Padahal, kata Rega, hal yang paling prinsipiel dalam perlindungan data pribadi adalah persetujuan subjek data pribadi.

Sehingga muncul pertanyaan di mana manifestasi persetujuan pemohon sebagai rakyat dan subjek data pribadi ditempatkan dalam kerja sama internasional yang melibatkan transfer data pribadi. Menurut Pemohon, harus terdapat representasi dari persetujuan rakyat apabila pemerintah hendak melakukan transfer data pribadi ke negara lain.

Pasal 56 ayat (1) berbunyi, "Pengendali Data Pribadi dapat melakukan transfer Data Pribadi kepada Pengendali Data Pribadi dan/atau Prosesor Data Pribadi di luar wilayah hukum Negara Republik Indonesia sesuai dengan ketentuan yang diatur dalam Undang-Undang ini."

Sementara, Pasal 56 ayat (4) berbunyi, "Dalam hal ketentuan sebagaimana dimaksud pada ayat (2) dan ayat (3) tidak terpenuhi, Pengendali Data Pribadi wajib mendapatkan persetujuan Subjek Data Pribadi."

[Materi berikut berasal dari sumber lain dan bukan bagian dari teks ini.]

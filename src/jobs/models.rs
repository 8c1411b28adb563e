// src/jobs/models.rs

use serde::{Deserialize, Serialize};
use sqlx::FromRow;

use crate::common::helpers::parse_json_list;

// ============================================================================
// Job Models
// ============================================================================

#[derive(FromRow, Debug, Clone)]
pub struct Job {
    pub id: String,
    pub title: String,
    pub jd_text: String,
    pub required_skills: String,     // JSON string in DB, will be parsed
    pub nice_to_have_skills: String, // JSON string in DB, will be parsed
    pub embedding: String,           // JSON array of f32
    pub embedding_model: String,
    pub created_at: String,
}

impl Job {
    pub fn required_skill_list(&self) -> Vec<String> {
        parse_json_list(&self.required_skills)
    }

    pub fn nice_to_have_skill_list(&self) -> Vec<String> {
        parse_json_list(&self.nice_to_have_skills)
    }

    pub fn embedding_vector(&self) -> Option<Vec<f32>> {
        serde_json::from_str(&self.embedding).ok()
    }
}

#[derive(Deserialize, Debug, Clone)]
pub struct CreateJob {
    pub title: String,
    pub jd_text: String,
    #[serde(default)]
    pub required_skills: Vec<String>,
    #[serde(default)]
    pub nice_to_have_skills: Vec<String>,
}

/// Values for a new job row
#[derive(Debug, Clone)]
pub struct NewJob {
    pub title: String,
    pub jd_text: String,
    pub required_skills: Vec<String>,
    pub nice_to_have_skills: Vec<String>,
    pub embedding: Vec<f32>,
    pub embedding_model: String,
}

#[derive(Serialize, Deserialize, Debug)]
pub struct CreateJobResponse {
    pub job_id: String,
    pub title: String,
}

// Entry for job pickers
#[derive(Serialize, Deserialize, Debug)]
pub struct JobListItem {
    pub id: String,
    pub title: String,
}

#[derive(Serialize, Deserialize, Debug)]
pub struct JobResponse {
    pub id: String,
    pub title: String,
    pub jd_text: String,
    pub required_skills: Vec<String>,
    pub nice_to_have_skills: Vec<String>,
    pub embedding_model: String,
    pub created_at: String,
}

impl From<Job> for JobResponse {
    fn from(job: Job) -> Self {
        JobResponse {
            required_skills: job.required_skill_list(),
            nice_to_have_skills: job.nice_to_have_skill_list(),
            id: job.id,
            title: job.title,
            jd_text: job.jd_text,
            embedding_model: job.embedding_model,
            created_at: job.created_at,
        }
    }
}

impl From<Job> for JobListItem {
    fn from(job: Job) -> Self {
        JobListItem {
            id: job.id,
            title: job.title,
        }
    }
}
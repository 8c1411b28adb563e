// Common module - shared types and utilities across all modules

pub mod config;
pub mod error;
pub mod helpers;
pub mod id_generator;
pub mod migrations;
pub mod state;
pub mod upload;
pub mod validation;

// Re-export commonly used types for convenience
pub use config::AppConfig;
pub use error::ApiError;
pub use id_generator::*;
pub use state::AppState;
pub use validation::{ValidationError, ValidationResult, Validator};
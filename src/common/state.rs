// Application state shared across all modules

use sqlx::SqlitePool;
use std::sync::Arc;

use crate::common::config::AppConfig;
use crate::services::embedding::Embedder;
use crate::services::llm::LlmEvaluator;

/// Application state containing database pool, pipeline components, and configuration.
///
/// The embedding model is loaded once at startup and shared read-only
/// across requests through this handle.
#[derive(Clone)]
pub struct AppState {
    pub db: SqlitePool,
    pub config: Arc<AppConfig>,
    pub embedder: Arc<dyn Embedder>,
    pub evaluator: Arc<LlmEvaluator>,
}

impl AppState {
    pub fn new(
        db: SqlitePool,
        config: AppConfig,
        embedder: Arc<dyn Embedder>,
        evaluator: Arc<LlmEvaluator>,
    ) -> Self {
        Self {
            db,
            config: Arc::new(config),
            embedder,
            evaluator,
        }
    }

    /// Embed text on the blocking pool; model inference is CPU bound
    pub async fn embed(
        &self,
        text: String,
    ) -> Result<Vec<f32>, crate::services::embedding::EmbeddingError> {
        let embedder = self.embedder.clone();
        tokio::task::spawn_blocking(move || embedder.embed(&text))
            .await
            .map_err(|e| crate::services::embedding::EmbeddingError::Runtime(e.to_string()))?
    }
}
// dashboard/src/client.rs
//! Thin HTTP client for the matcher API

use anyhow::{bail, Context, Result};
use reqwest::multipart::{Form, Part};
use reqwest::{Client, Response};
use serde::de::DeserializeOwned;
use serde::{Deserialize, Serialize};
use std::path::Path;

// ============================================================================
// Response shapes (subset of what the API returns)
// ============================================================================

#[derive(Deserialize, Debug, Clone)]
pub struct Candidate {
    pub id: String,
    pub name: String,
    pub email: Option<String>,
    pub phone: Option<String>,
    #[serde(default)]
    pub skills: Vec<String>,
    #[serde(default)]
    pub experience_years: f64,
    #[serde(default)]
    pub education: Vec<String>,
}

#[derive(Deserialize, Debug, Clone, PartialEq)]
pub struct JobListItem {
    pub id: String,
    pub title: String,
}

#[derive(Deserialize, Debug, Clone)]
pub struct CreatedJob {
    pub job_id: String,
    pub title: String,
}

#[derive(Deserialize, Debug, Clone, Default)]
pub struct JdDetails {
    pub title: String,
    #[serde(default)]
    pub required_skills: Vec<String>,
    #[serde(default)]
    pub nice_to_have_skills: Vec<String>,
    #[serde(default)]
    pub responsibilities: Vec<String>,
    #[serde(default)]
    pub raw_text: String,
}

#[derive(Deserialize, Debug, Clone, Default)]
pub struct ScoreComponents {
    pub similarity: f32,
    pub required_coverage: f32,
    pub nice_to_have_coverage: f32,
    pub llm_fit: f32,
}

#[derive(Deserialize, Debug, Clone)]
pub struct Evaluation {
    pub fit_score: u8,
}

#[derive(Deserialize, Debug, Clone)]
pub struct MatchResult {
    pub id: String,
    pub candidate_id: String,
    pub candidate_name: String,
    pub job_id: String,
    pub similarity_percent: f32,
    pub fit_band: String,
    pub score: f32,
    pub components: ScoreComponents,
    pub evaluation: Evaluation,
    pub justification: String,
    pub created_at: String,
}

#[derive(Serialize, Debug)]
pub struct NewJob {
    pub title: String,
    pub jd_text: String,
    pub required_skills: Vec<String>,
    pub nice_to_have_skills: Vec<String>,
}

#[derive(Deserialize, Debug)]
struct ErrorBody {
    error: String,
    code: String,
}

// ============================================================================
// Client
// ============================================================================

pub struct ApiClient {
    http: Client,
    base_url: String,
}

impl ApiClient {
    pub fn new(base_url: &str) -> Result<Self> {
        let http = Client::builder()
            .build()
            .context("Failed to build HTTP client")?;
        Ok(Self {
            http,
            base_url: base_url.trim_end_matches('/').to_string(),
        })
    }

    fn url(&self, path: &str) -> String {
        format!("{}{}", self.base_url, path)
    }

    async fn parse<T: DeserializeOwned>(response: Response) -> Result<T> {
        let status = response.status();
        let body = response.text().await.context("Failed to read response body")?;

        if !status.is_success() {
            match serde_json::from_str::<ErrorBody>(&body) {
                Ok(err) => bail!("{} ({}): {}", status, err.code, err.error),
                Err(_) => bail!("{}: {}", status, body),
            }
        }

        serde_json::from_str(&body).with_context(|| format!("Unexpected response: {}", body))
    }

    async fn get<T: DeserializeOwned>(&self, path: &str) -> Result<T> {
        let response = self
            .http
            .get(self.url(path))
            .send()
            .await
            .with_context(|| format!("GET {} failed", path))?;
        Self::parse(response).await
    }

    async fn post_form<T: DeserializeOwned>(&self, path: &str, form: Form) -> Result<T> {
        let response = self
            .http
            .post(self.url(path))
            .multipart(form)
            .send()
            .await
            .with_context(|| format!("POST {} failed", path))?;
        Self::parse(response).await
    }

    pub async fn upload_resume(&self, file: &Path, name: Option<&str>) -> Result<Candidate> {
        let mut form = Form::new().part("resume", file_part(file).await?);
        if let Some(name) = name {
            form = form.text("candidate_name", name.to_string());
        }
        self.post_form("/candidates/upload", form).await
    }

    pub async fn extract_jd(&self, file: &Path) -> Result<JdDetails> {
        let form = Form::new().part("jd", file_part(file).await?);
        self.post_form("/jobs/extract", form).await
    }

    pub async fn create_job(&self, job: &NewJob) -> Result<CreatedJob> {
        let response = self
            .http
            .post(self.url("/jobs"))
            .json(job)
            .send()
            .await
            .context("POST /jobs failed")?;
        Self::parse(response).await
    }

    pub async fn list_jobs(&self) -> Result<Vec<JobListItem>> {
        self.get("/jobs/list").await
    }

    pub async fn match_job(&self, job_id: &str, top_k: u32) -> Result<Vec<MatchResult>> {
        self.get(&format!("/match/{}?top_k={}", job_id, top_k)).await
    }

    pub async fn evaluate(
        &self,
        resume: &Path,
        jd_text: &str,
        candidate_name: Option<&str>,
    ) -> Result<MatchResult> {
        let mut form = Form::new()
            .part("resume", file_part(resume).await?)
            .text("jd_text", jd_text.to_string());
        if let Some(name) = candidate_name {
            form = form.text("candidate_name", name.to_string());
        }
        self.post_form("/match", form).await
    }

    pub async fn results(&self, job_id: &str) -> Result<Vec<MatchResult>> {
        self.get(&format!("/results/{}", job_id)).await
    }
}

async fn file_part(path: &Path) -> Result<Part> {
    let bytes = tokio::fs::read(path)
        .await
        .with_context(|| format!("Cannot read {}", path.display()))?;
    let filename = path
        .file_name()
        .map(|n| n.to_string_lossy().into_owned())
        .unwrap_or_else(|| "upload".to_string());
    Ok(Part::bytes(bytes).file_name(filename))
}
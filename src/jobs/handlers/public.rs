// src/jobs/handlers/public.rs

use axum::{
    extract::{rejection::JsonRejection, Extension, Path},
    http::StatusCode,
    response::Json,
};
use std::sync::Arc;
use tracing::info;

use crate::common::{ApiError, AppState};
use crate::jobs::ingest::prepare_job;
use crate::jobs::models::*;
use crate::jobs::store;

/// POST /jobs - Create a job with its embedding for later matching
pub async fn create_job(
    Extension(state): Extension<Arc<AppState>>,
    payload: Result<Json<CreateJob>, JsonRejection>,
) -> Result<(StatusCode, Json<CreateJobResponse>), ApiError> {
    let Json(payload) = payload?;
    let job = prepare_job(&state, payload).await?;

    let mut tx = state.db.begin().await?;
    let job_id = store::insert_job(&mut tx, &job).await?;
    tx.commit().await?;

    info!(job_id = %job_id, title = %job.title, "Job created");

    Ok((
        StatusCode::CREATED,
        Json(CreateJobResponse {
            job_id,
            title: job.title,
        }),
    ))
}

/// GET /jobs/list - Job ids and titles for pickers
pub async fn list_jobs(
    Extension(state): Extension<Arc<AppState>>,
) -> Result<Json<Vec<JobListItem>>, ApiError> {
    let jobs = store::list_jobs(&state.db).await?;
    Ok(Json(jobs.into_iter().map(JobListItem::from).collect()))
}

/// GET /jobs/:id
pub async fn get_job_by_id(
    Extension(state): Extension<Arc<AppState>>,
    Path(job_id): Path<String>,
) -> Result<Json<JobResponse>, ApiError> {
    let job = store::get_job(&state.db, &job_id)
        .await?
        .ok_or_else(|| ApiError::NotFound(format!("Job {} not found", job_id)))?;

    Ok(Json(JobResponse::from(job)))
}
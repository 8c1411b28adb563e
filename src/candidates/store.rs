// src/candidates/store.rs
//! Candidate rows. Insert and read only.

use sqlx::{Sqlite, SqlitePool};

use super::models::{Candidate, NewCandidate};
use crate::common::generate_candidate_id;

const CANDIDATE_COLUMNS: &str = "id, name, email, phone, filename, raw_text, skills, \
    skills_categorized, experience_years, education, embedding, embedding_model, created_at";

/// Insert inside the caller's transaction; returns the new id
pub async fn insert_candidate(
    tx: &mut sqlx::Transaction<'_, Sqlite>,
    candidate: &NewCandidate,
) -> Result<String, sqlx::Error> {
    let id = generate_candidate_id();
    let now = chrono::Utc::now().to_rfc3339();

    // serde_json cannot fail on these plain collections
    let skills = serde_json::to_string(&candidate.skills).unwrap_or_else(|_| "[]".to_string());
    let categorized = serde_json::to_string(&candidate.skills_categorized)
        .unwrap_or_else(|_| "{}".to_string());
    let education =
        serde_json::to_string(&candidate.education).unwrap_or_else(|_| "[]".to_string());
    let embedding =
        serde_json::to_string(&candidate.embedding).unwrap_or_else(|_| "[]".to_string());

    sqlx::query(
        r#"
        INSERT INTO candidates (
            id, name, email, phone, filename, raw_text, skills, skills_categorized,
            experience_years, education, embedding, embedding_model, created_at
        ) VALUES (?, ?, ?, ?, ?, ?, ?, ?, ?, ?, ?, ?, ?)
        "#,
    )
    .bind(&id)
    .bind(&candidate.name)
    .bind(&candidate.email)
    .bind(&candidate.phone)
    .bind(&candidate.filename)
    .bind(&candidate.raw_text)
    .bind(&skills)
    .bind(&categorized)
    .bind(candidate.experience_years)
    .bind(&education)
    .bind(&embedding)
    .bind(&candidate.embedding_model)
    .bind(&now)
    .execute(&mut **tx)
    .await?;

    Ok(id)
}

pub async fn get_candidate(pool: &SqlitePool, id: &str) -> Result<Option<Candidate>, sqlx::Error> {
    sqlx::query_as::<_, Candidate>(&format!(
        "SELECT {} FROM candidates WHERE id = ?",
        CANDIDATE_COLUMNS
    ))
    .bind(id)
    .fetch_optional(pool)
    .await
}

/// Newest first
pub async fn list_candidates(pool: &SqlitePool) -> Result<Vec<Candidate>, sqlx::Error> {
    sqlx::query_as::<_, Candidate>(&format!(
        "SELECT {} FROM candidates ORDER BY created_at DESC, rowid DESC",
        CANDIDATE_COLUMNS
    ))
    .fetch_all(pool)
    .await
}
// src/candidates/extract.rs
//! Rule-based profile extraction from resume text

use lazy_static::lazy_static;
use regex::Regex;
use serde::{Deserialize, Serialize};
use std::collections::BTreeMap;

/// Years above this are treated as a misread (e.g. a date fragment)
const MAX_PLAUSIBLE_YEARS: f64 = 50.0;
const MAX_EDUCATION_LINES: usize = 10;

pub const UNKNOWN_NAME: &str = "Unknown";

const SKILL_DICTIONARY: &[(&str, &[&str])] = &[
    (
        "programming_languages",
        &[
            "python", "java", "javascript", "typescript", "c++", "c#", "ruby", "php", "swift",
            "kotlin", "go", "rust", "scala", "perl", "dart", "objective-c", "sql", "bash",
            "powershell",
        ],
    ),
    (
        "frameworks",
        &[
            "react", "angular", "vue", "django", "flask", "fastapi", "spring", "spring boot",
            "express", "node.js", "next.js", "nuxt.js", "laravel", "symfony", "rails", "asp.net",
            ".net core", "flutter", "react native", "tensorflow", "pytorch", "keras",
            "scikit-learn",
        ],
    ),
    (
        "cloud_devops",
        &[
            "aws", "azure", "gcp", "google cloud", "docker", "kubernetes", "jenkins", "gitlab ci",
            "github actions", "terraform", "ansible", "circleci", "travis ci", "heroku",
            "digitalocean",
        ],
    ),
    (
        "databases",
        &[
            "mysql", "postgresql", "mongodb", "redis", "elasticsearch", "cassandra", "dynamodb",
            "oracle", "sql server", "sqlite", "neo4j", "couchdb", "mariadb",
        ],
    ),
    (
        "tools_technologies",
        &[
            "git", "jira", "confluence", "agile", "scrum", "kanban", "rest api", "graphql",
            "microservices", "ci/cd", "tdd", "machine learning", "deep learning", "nlp",
            "computer vision", "data analysis", "data science", "big data", "hadoop", "spark",
            "tableau", "power bi", "excel", "sap", "salesforce",
        ],
    ),
];

struct SkillPattern {
    category: &'static str,
    skill: &'static str,
    regex: Regex,
}

lazy_static! {
    static ref EMAIL_REGEX: Regex =
        Regex::new(r"[A-Za-z0-9._%+-]+@[A-Za-z0-9.-]+\.[A-Za-z]{2,}").unwrap();
    static ref PHONE_REGEX: Regex = Regex::new(r"\+?\d[\d \-]{8,}\d").unwrap();
    static ref NON_LETTERS: Regex = Regex::new(r"[^A-Za-z\s]").unwrap();
    static ref EXPERIENCE_REGEX: Regex =
        Regex::new(r"(?i)\b(\d{1,2})\s*\+?\s*(?:years?|yrs?)\b").unwrap();
    static ref EDUCATION_REGEX: Regex = Regex::new(
        r"(?i)\b(?:bachelor|master|ph\.?\s?d|doctorate|b\.?\s?tech|m\.?\s?tech|mba|mca|bca|b\.?\s?sc|m\.?\s?sc|diploma)\b"
    )
    .unwrap();
    // Skill names contain '+', '#', '.', '/', so word boundaries are spelled out
    static ref SKILL_PATTERNS: Vec<SkillPattern> = SKILL_DICTIONARY
        .iter()
        .flat_map(|&(category, skills)| {
            skills.iter().map(move |&skill| SkillPattern {
                category,
                skill,
                regex: Regex::new(&format!(
                    r"(?i)(?:^|[^A-Za-z0-9+#.])({}{})(?:$|[^A-Za-z0-9+#])",
                    regex::escape(skill),
                    if skill.ends_with("api") { "s?" } else { "" }
                ))
                .unwrap(),
            })
        })
        .collect();
}

#[derive(Debug, Clone, PartialEq, Serialize, Deserialize)]
pub struct ContactInfo {
    pub name: String,
    pub email: Option<String>,
    pub phone: Option<String>,
}

#[derive(Debug, Clone, Default, PartialEq, Serialize, Deserialize)]
pub struct SkillSet {
    /// Deduplicated, dictionary order
    pub skills: Vec<String>,
    pub categorized: BTreeMap<String, Vec<String>>,
}

/// Everything pulled out of a resume besides the raw text
#[derive(Debug, Clone, PartialEq, Serialize, Deserialize)]
pub struct ResumeProfile {
    pub contact: ContactInfo,
    pub skills: SkillSet,
    pub experience_years: f64,
    pub education: Vec<String>,
}

pub fn extract_profile(text: &str) -> ResumeProfile {
    ResumeProfile {
        contact: extract_contact_info(text),
        skills: extract_skills(text),
        experience_years: extract_experience_years(text),
        education: extract_education(text),
    }
}

pub fn extract_contact_info(text: &str) -> ContactInfo {
    let name = text
        .lines()
        .map(str::trim)
        .find(|line| !line.is_empty())
        .map(|line| NON_LETTERS.replace_all(line, "").to_string())
        .filter(|candidate| candidate.split_whitespace().count() >= 2)
        .map(|candidate| title_case(&candidate))
        .unwrap_or_else(|| UNKNOWN_NAME.to_string());

    let email = EMAIL_REGEX.find(text).map(|m| m.as_str().to_string());
    let phone = PHONE_REGEX
        .find(text)
        .map(|m| m.as_str().replace(' ', ""));

    ContactInfo { name, email, phone }
}

fn title_case(text: &str) -> String {
    text.split_whitespace()
        .map(|word| {
            let mut chars = word.chars();
            match chars.next() {
                Some(first) => first.to_uppercase().chain(chars.flat_map(char::to_lowercase)).collect(),
                None => String::new(),
            }
        })
        .collect::<Vec<String>>()
        .join(" ")
}

/// Whole-word, case-insensitive dictionary matches
pub fn extract_skills(text: &str) -> SkillSet {
    let mut set = SkillSet::default();
    for pattern in SKILL_PATTERNS.iter() {
        if pattern.regex.is_match(text) && !set.skills.iter().any(|s| s == pattern.skill) {
            set.skills.push(pattern.skill.to_string());
            set.categorized
                .entry(pattern.category.to_string())
                .or_default()
                .push(pattern.skill.to_string());
        }
    }
    set
}

/// First "N years" mention, 0 when absent or implausible
pub fn extract_experience_years(text: &str) -> f64 {
    EXPERIENCE_REGEX
        .captures(text)
        .and_then(|caps| caps.get(1))
        .and_then(|m| m.as_str().parse::<f64>().ok())
        .filter(|years| *years < MAX_PLAUSIBLE_YEARS)
        .unwrap_or(0.0)
}

/// Lines that mention a degree
pub fn extract_education(text: &str) -> Vec<String> {
    let mut lines: Vec<String> = Vec::new();
    for line in text.lines().map(str::trim) {
        if EDUCATION_REGEX.is_match(line) && !lines.iter().any(|l| l == line) {
            lines.push(line.to_string());
            if lines.len() == MAX_EDUCATION_LINES {
                break;
            }
        }
    }
    lines
}

#[cfg(test)]
mod tests {
    use super::*;

    const RESUME: &str = "jane q. doe\n\
        jane.doe@example.com | +1 415 555 0134\n\
        Senior backend engineer with 7 years of experience.\n\
        Skills: Python, Django, PostgreSQL, Docker, C++, CI/CD, REST API design\n\
        Education\n\
        Bachelor of Science in Computer Science, State University\n\
        MBA, Business School 2019\n";

    #[test]
    fn test_contact_info() {
        let contact = extract_contact_info(RESUME);
        assert_eq!(contact.name, "Jane Q Doe");
        assert_eq!(contact.email.as_deref(), Some("jane.doe@example.com"));
        assert_eq!(contact.phone.as_deref(), Some("+14155550134"));
    }

    #[test]
    fn test_single_word_first_line_is_unknown() {
        let contact = extract_contact_info("Resume\nsomething else");
        assert_eq!(contact.name, UNKNOWN_NAME);
        assert!(contact.email.is_none());
        assert!(contact.phone.is_none());
    }

    #[test]
    fn test_skills_whole_word_and_categorized() {
        let skills = extract_skills(RESUME);
        for expected in ["python", "django", "postgresql", "docker", "c++", "ci/cd", "rest api"] {
            assert!(skills.skills.contains(&expected.to_string()), "missing {}", expected);
        }
        // "go" must not match inside other words
        assert!(!skills.skills.contains(&"go".to_string()));
        assert_eq!(
            skills.categorized.get("databases"),
            Some(&vec!["postgresql".to_string()])
        );
    }

    #[test]
    fn test_rest_api_matches_plural() {
        let skills = extract_skills("5 years Python backend engineer, built REST APIs");
        assert!(skills.skills.contains(&"rest api".to_string()));
        assert!(skills.skills.contains(&"python".to_string()));

        assert!(!extract_skills("restapis").skills.contains(&"rest api".to_string()));
    }

    #[test]
    fn test_skills_are_deduplicated() {
        let skills = extract_skills("python PYTHON Python");
        assert_eq!(skills.skills, vec!["python"]);
    }

    #[test]
    fn test_experience_years() {
        assert_eq!(extract_experience_years(RESUME), 7.0);
        assert_eq!(extract_experience_years("5+ yrs in data"), 5.0);
        assert_eq!(extract_experience_years("no numbers here"), 0.0);
        assert_eq!(extract_experience_years("99 years of wisdom"), 0.0);
    }

    #[test]
    fn test_education_lines() {
        let education = extract_education(RESUME);
        assert_eq!(education.len(), 2);
        assert!(education[0].starts_with("Bachelor of Science"));
        assert!(education[1].starts_with("MBA"));
    }

    #[test]
    fn test_extract_profile_combines_everything() {
        let profile = extract_profile(RESUME);
        assert_eq!(profile.contact.name, "Jane Q Doe");
        assert_eq!(profile.experience_years, 7.0);
        assert!(!profile.skills.skills.is_empty());
        assert_eq!(profile.education.len(), 2);
    }
}
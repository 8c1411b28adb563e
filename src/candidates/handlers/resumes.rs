// src/candidates/handlers/resumes.rs

use crate::candidates::ingest::prepare_candidate;
use crate::candidates::models::{CandidateResponse, CandidateSummary};
use crate::candidates::store;
use crate::candidates::validators::{CandidateNameValidator, UploadValidator};
use crate::common::upload::{discard_upload, store_upload, MultipartForm};
use crate::common::{ApiError, AppState, Validator};
use axum::{
    extract::{multipart::MultipartRejection, Extension, Multipart, Path},
    http::StatusCode,
    response::{IntoResponse, Json},
};
use std::sync::Arc;
use tracing::{error, info};

/// POST /candidates/upload - Upload and parse a resume
pub async fn upload_resume(
    Extension(state): Extension<Arc<AppState>>,
    multipart: Result<Multipart, MultipartRejection>,
) -> Result<impl IntoResponse, ApiError> {
    let mut form = MultipartForm::read(multipart?).await?;
    let file = form
        .take_file("resume")
        .ok_or_else(|| ApiError::BadRequest("No resume file provided".to_string()))?;

    UploadValidator {
        max_bytes: state.config.max_upload_bytes,
    }
    .validate(&file)
    .into_result()?;

    let candidate_name = form.text("candidate_name");
    CandidateNameValidator.validate(&candidate_name).into_result()?;

    let mut candidate = prepare_candidate(&state, &file, candidate_name).await?;

    let resumes_dir = &state.config.resumes_dir;
    let stored_name = store_upload(resumes_dir, "resume", &file).await?;
    candidate.filename = Some(stored_name.clone());

    let persisted = async {
        let mut tx = state.db.begin().await?;
        let id = store::insert_candidate(&mut tx, &candidate).await?;
        tx.commit().await?;
        Ok::<String, sqlx::Error>(id)
    }
    .await;

    let candidate_id = match persisted {
        Ok(id) => id,
        Err(e) => {
            error!(error = %e, "Failed to store candidate");
            discard_upload(resumes_dir, &stored_name).await;
            return Err(e.into());
        }
    };

    let row = store::get_candidate(&state.db, &candidate_id)
        .await?
        .ok_or_else(|| ApiError::InternalServer("Stored candidate not found".to_string()))?;

    info!(candidate_id = %candidate_id, filename = %stored_name, "Resume uploaded successfully");

    Ok((StatusCode::CREATED, Json(CandidateResponse::from(row))))
}

/// GET /candidates - All candidates, newest first
pub async fn list_candidates(
    Extension(state): Extension<Arc<AppState>>,
) -> Result<Json<Vec<CandidateSummary>>, ApiError> {
    let candidates = store::list_candidates(&state.db).await?;
    Ok(Json(candidates.into_iter().map(CandidateSummary::from).collect()))
}

/// GET /candidates/:id
pub async fn get_candidate(
    Extension(state): Extension<Arc<AppState>>,
    Path(candidate_id): Path<String>,
) -> Result<Json<CandidateResponse>, ApiError> {
    let candidate = store::get_candidate(&state.db, &candidate_id)
        .await?
        .ok_or_else(|| ApiError::NotFound(format!("Candidate {} not found", candidate_id)))?;

    Ok(Json(CandidateResponse::from(candidate)))
}
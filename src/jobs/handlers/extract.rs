// src/jobs/handlers/extract.rs

use axum::{
    extract::{multipart::MultipartRejection, Extension, Multipart},
    response::Json,
};
use std::sync::Arc;
use tracing::info;

use crate::candidates::validators::UploadValidator;
use crate::common::upload::MultipartForm;
use crate::common::{ApiError, AppState, Validator};
use crate::jobs::extract::{extract_jd_details, JdDetails};
use crate::services::pdf::extract_text_blocking;

/// POST /jobs/extract - Pre-fill a job from an uploaded JD document (not stored)
pub async fn extract_job_description(
    Extension(state): Extension<Arc<AppState>>,
    multipart: Result<Multipart, MultipartRejection>,
) -> Result<Json<JdDetails>, ApiError> {
    let mut form = MultipartForm::read(multipart?).await?;
    let file = form
        .take_file("jd")
        .ok_or_else(|| ApiError::BadRequest("No job description file provided".to_string()))?;

    UploadValidator {
        max_bytes: state.config.max_upload_bytes,
    }
    .validate(&file)
    .into_result()?;

    let text = extract_text_blocking(file.filename.clone(), file.bytes.clone()).await?;
    let details = extract_jd_details(&text);

    info!(
        filename = %file.filename,
        title = %details.title,
        required = details.required_skills.len(),
        "Job description extracted"
    );

    Ok(Json(details))
}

Dalam petitumnya, Pemohon memohon kepada Mahkamah untuk menyatakan Pasal 56 ayat (1) dan Pasal 56 ayat (4) UU PDP bertentangan dengan UUD 1945, dan tidak mempunyai kekuatan hukum mengikat secara bersyarat sepanjang tidak dimaknai "Pengendali Data Pribadi dapat melakukan transfer Data Pribadi kepada Pengendali Data Pribadi dan/atau Prosesor Data Pribadi di luar wilayah hukum Negara Republik Indonesia apabila telah mendapatkan persetujuan Subjek Data Pribadi atau berdasarkan perjanjian internasional yang disetujui Dewan Perwakilan Rakyat sesuai dengan ketentuan yang diatur dalam Undang-Undang ini".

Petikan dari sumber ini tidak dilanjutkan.